Jim Casada Outdoors



July 2009 Newsletter

Jim Casada                                                                                                    Web site: www.jimcasadaoutdoors.com
1250 Yorkdale Drive                                                                                           E-mail: jc@jimcasadaoutdoors.com
Rock Hill, SC 29730-7638
803-329-4354


July Joys

I’ve been in the high country of North Carolina for the last two weeks and will likely remain here most if not all of July. The lengthy stay involves family matters, primarily caring for a father who will turn 100 next month. My siblings help, and ordinarily I split time in the warm weather months with my brother while my sister stays here in the little town of Bryson City in the winter. However, recent surgery on my brother, followed by complications and a second surgery (he’s doing much better after a huge scare), mean it’s on my shoulders.

Mind you, I’m not complaining. What I’m really getting to do is to make an extended foray, with added responsibilities to be sure, back to my boyhood. I get away for some evening fishing almost daily; enjoy the simple pleasures of a garden that, thanks to 70 years of attention from Dad, is incredibly productive; read a lot; write some; and make a daily excursion to one place of interest or another.

Those little outings, usually lasting 30 minutes to an hour, are truly special. Many of them have been to cemeteries, a lot of these in the Great Smoky Mountains National Park and accessible only by trail. To some this may seem strange, but then I’ve never denied being somewhat eccentric, or as it is put in the mountain vernacular, “quair.” I firmly believe in the timeless historian’s adage, “You can’t know where you’re going if you don’t know where you’ve been,” and in my view there are few better ways to get an appreciation for the present than to ponder the past. My wanderings have encompassed everything from creek rocks marking the grave of long forgotten individuals to one of Thomas Wolfe’s “angels” (from his book, Look Homeward, Angel—it is a soaring statue of Carrera marble imported from Italy by his father) adorning the final resting place of a young woman.

Collectively the cemeteries gave me the idea for a series of profiles under the general title “Trails to Tombstones,” in which I am writing about prominent or notorious local figures, a goodly number of whom I knew as a boy, who had a significant impact on this small mountain community in one way or another. They appear in the little weekly hometown paper here. I’ve written a column for it, mainly on the outdoors, but with periodic sidetracks into history, for a number of years. Curiously, and since I just mentioned Thomas Wolfe I will dispute the title of another of his books, You Can’t Go Home Again, by saying those columns have taken me back home. While I seriously doubt if the newspaper’s subscribers reach 10,000 in number, I get more response (positive and negative) from my work for it than anything I do.

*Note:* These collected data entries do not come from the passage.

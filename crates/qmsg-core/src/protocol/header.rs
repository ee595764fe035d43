//! Message header protocol (wire attributes).
//!
//! Outbound attributes carry exactly two keys:
//! `{"type": "<tag>", "timestamp": "YYYY-MM-DDTHH:MM:SS.ffffffZ"}`.
//!
//! The timestamp profile is a strict subset of RFC3339: six fractional
//! digits and a literal `Z`. Explicit offsets (`+00:00`) are rejected even
//! though they are valid RFC3339. Instants the profile cannot represent
//! (years outside 0000..=9999, leap seconds) are refused in both directions.

use std::collections::BTreeMap;

use chrono::{DateTime, Datelike, NaiveDateTime, TimeZone, Timelike, Utc};

use crate::error::{QmsgError, Result};
use crate::record::Record;
use crate::registry::Registry;

/// Transport attribute map.
pub type Attributes = BTreeMap<String, String>;

pub const TYPE_KEY: &str = "type";
pub const TIMESTAMP_KEY: &str = "timestamp";

/// `chrono` format string of the wire timestamp profile.
pub const TIMESTAMP_FORMAT: &str = "%Y-%m-%dT%H:%M:%S%.6fZ";

const TIMESTAMP_LEN: usize = 27;

/// Parsed inbound header.
#[derive(Debug, Clone, PartialEq, Eq)]
pub struct Header {
    /// Registered tag (attribute name is `type`).
    pub msg_type: String,
    pub timestamp: DateTime<Utc>,
}

/// Instants that can be placed on the wire.
///
/// Zone-aware values are converted to UTC; naive values are taken to already
/// be UTC wall-clock time.
pub trait IntoUtc {
    fn into_utc(self) -> DateTime<Utc>;
}

impl<Tz: TimeZone> IntoUtc for DateTime<Tz> {
    fn into_utc(self) -> DateTime<Utc> {
        self.with_timezone(&Utc)
    }
}

impl IntoUtc for NaiveDateTime {
    fn into_utc(self) -> DateTime<Utc> {
        Utc.from_utc_datetime(&self)
    }
}

/// Outbound attributes stamped with the current time.
pub fn create_attributes<R: Record>(record: &R, registry: &Registry) -> Result<Attributes> {
    create_attributes_at(record, registry, Utc::now())
}

pub fn create_attributes_at<R: Record>(
    record: &R,
    registry: &Registry,
    now: impl IntoUtc,
) -> Result<Attributes> {
    let tag = registry.tag_for::<R>().ok_or_else(|| {
        QmsgError::Configuration(format!("no type defined for record: {record:?}"))
    })?;

    let mut attributes = Attributes::new();
    attributes.insert(TYPE_KEY.to_owned(), tag.to_owned());
    attributes.insert(TIMESTAMP_KEY.to_owned(), format_timestamp(now)?);
    Ok(attributes)
}

/// Parse inbound attributes into a header.
pub fn create_header(attributes: &Attributes) -> Result<Header> {
    let (Some(msg_type), Some(timestamp)) =
        (attributes.get(TYPE_KEY), attributes.get(TIMESTAMP_KEY))
    else {
        return Err(QmsgError::decoding(format!(
            "missing attributes in message: {attributes:?}"
        )));
    };

    let timestamp = parse_timestamp(timestamp)?;
    Ok(Header {
        msg_type: msg_type.clone(),
        timestamp,
    })
}

/// Render `value` in the wire profile.
///
/// Fails with an encoding error when the instant has no four-digit-year,
/// `00..=59` seconds rendering.
pub fn format_timestamp(value: impl IntoUtc) -> Result<String> {
    let value = value.into_utc();
    if !(0..=9999).contains(&value.year()) || value.nanosecond() >= 1_000_000_000 {
        return Err(QmsgError::encoding(format!(
            "timestamp cannot be represented in the header format: {value:?}"
        )));
    }
    Ok(value.format(TIMESTAMP_FORMAT).to_string())
}

pub fn parse_timestamp(value: &str) -> Result<DateTime<Utc>> {
    strict_parse(value).ok_or_else(|| {
        QmsgError::decoding(format!(
            "timestamp in header is not in a valid RFC3339 format: {value}"
        ))
    })
}

fn strict_parse(value: &str) -> Option<DateTime<Utc>> {
    let bytes = value.as_bytes();
    if bytes.len() != TIMESTAMP_LEN {
        return None;
    }
    for (i, b) in bytes.iter().enumerate() {
        let ok = match i {
            4 | 7 => *b == b'-',
            10 => *b == b'T',
            13 | 16 => *b == b':',
            19 => *b == b'.',
            26 => *b == b'Z',
            _ => b.is_ascii_digit(),
        };
        if !ok {
            return None;
        }
    }

    let naive = NaiveDateTime::parse_from_str(value.get(..19)?, "%Y-%m-%dT%H:%M:%S").ok()?;
    // `:60` parses as a leap second
    if naive.nanosecond() >= 1_000_000_000 {
        return None;
    }
    let micros: u32 = value.get(20..26)?.parse().ok()?;
    let naive = naive.with_nanosecond(micros * 1_000)?;
    Some(Utc.from_utc_datetime(&naive))
}

#[cfg(test)]
mod tests {
    #![allow(clippy::unwrap_used)]

    use chrono::{FixedOffset, NaiveDate};

    use super::*;

    fn sample() -> DateTime<Utc> {
        Utc.with_ymd_and_hms(2016, 12, 10, 11, 15, 45).unwrap()
            + chrono::Duration::microseconds(123_456)
    }

    #[test]
    fn formats_utc_instant() {
        assert_eq!(format_timestamp(sample()).unwrap(), "2016-12-10T11:15:45.123456Z");
    }

    #[test]
    fn aware_instant_is_shifted_to_utc() {
        let plus_two = FixedOffset::east_opt(2 * 3600).unwrap();
        let local = sample().with_timezone(&plus_two);
        assert_eq!(format_timestamp(local).unwrap(), "2016-12-10T11:15:45.123456Z");
    }

    #[test]
    fn naive_instant_is_taken_as_utc() {
        let naive = NaiveDate::from_ymd_opt(2016, 12, 10)
            .unwrap()
            .and_hms_micro_opt(11, 15, 45, 123_456)
            .unwrap();
        assert_eq!(format_timestamp(naive).unwrap(), "2016-12-10T11:15:45.123456Z");
    }

    #[test]
    fn round_trips_to_the_microsecond() {
        let t = sample();
        assert_eq!(parse_timestamp(&format_timestamp(t).unwrap()).unwrap(), t);
    }

    #[test]
    fn zero_micros_still_has_six_digits() {
        let t = Utc.with_ymd_and_hms(2020, 1, 1, 0, 0, 0).unwrap();
        assert_eq!(format_timestamp(t).unwrap(), "2020-01-01T00:00:00.000000Z");
    }

    #[test]
    fn rejects_other_profiles() {
        for bad in [
            "2016-12-10T11:15:45.123456+00:00",
            "2016-12-10T11:15:45Z",
            "2016-12-10T11:15:45.123Z",
            "2016-12-10T11:15:45.1234567Z",
            "2016-12-10 11:15:45.123456Z",
            "2016-13-10T11:15:45.123456Z",
            "2016-12-31T23:59:60.000000Z",
            "2016-12-10T11:15:61.000000Z",
            "",
        ] {
            assert!(parse_timestamp(bad).is_err(), "accepted {bad}");
        }
    }

    #[test]
    fn boundary_years_are_formatted() {
        let first = Utc.with_ymd_and_hms(0, 1, 1, 0, 0, 0).unwrap();
        let last = Utc.with_ymd_and_hms(9999, 12, 31, 23, 59, 59).unwrap();
        assert_eq!(format_timestamp(first).unwrap(), "0000-01-01T00:00:00.000000Z");
        assert_eq!(format_timestamp(last).unwrap(), "9999-12-31T23:59:59.000000Z");
    }

    #[test]
    fn refuses_instants_outside_the_profile() {
        let far = Utc.with_ymd_and_hms(10000, 1, 1, 0, 0, 0).unwrap()
            + chrono::Duration::microseconds(1);
        let before_zero = Utc.with_ymd_and_hms(-1, 1, 1, 0, 0, 0).unwrap();
        let leap = NaiveDate::from_ymd_opt(2016, 12, 31)
            .unwrap()
            .and_hms_micro_opt(23, 59, 59, 1_000_000)
            .unwrap();

        for err in [
            format_timestamp(far).unwrap_err(),
            format_timestamp(before_zero).unwrap_err(),
            format_timestamp(leap).unwrap_err(),
        ] {
            assert_eq!(err.kind(), crate::ErrorKind::Encoding);
        }
    }
}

One individual whose tombstone intrigues me, as does his life, was a famed outdoorsman by the name of Mark Cathey. I’ve written about him extensively over the years, thanks in part to the fact that he was a pioneering fly fisherman but also because he was a fascinating man. Certainly the epitaph on his tombstone is about as fine as you will find. It reads:

Mark Cathey, beloved hunter and fisherman,
Was himself caught by the Gospel hook,
Just before the season closed for good.

The epitaph was written by a Baptist minister who was an avid angler, and he and “Uncle Mark” became good friends late in the latter’s life. Whether or not the hook had a good, solid barb (Cathey had been a maker and consumer of moonshine, as well as something of a “rounder,” most of his life), there’s no denying the impact of the thought.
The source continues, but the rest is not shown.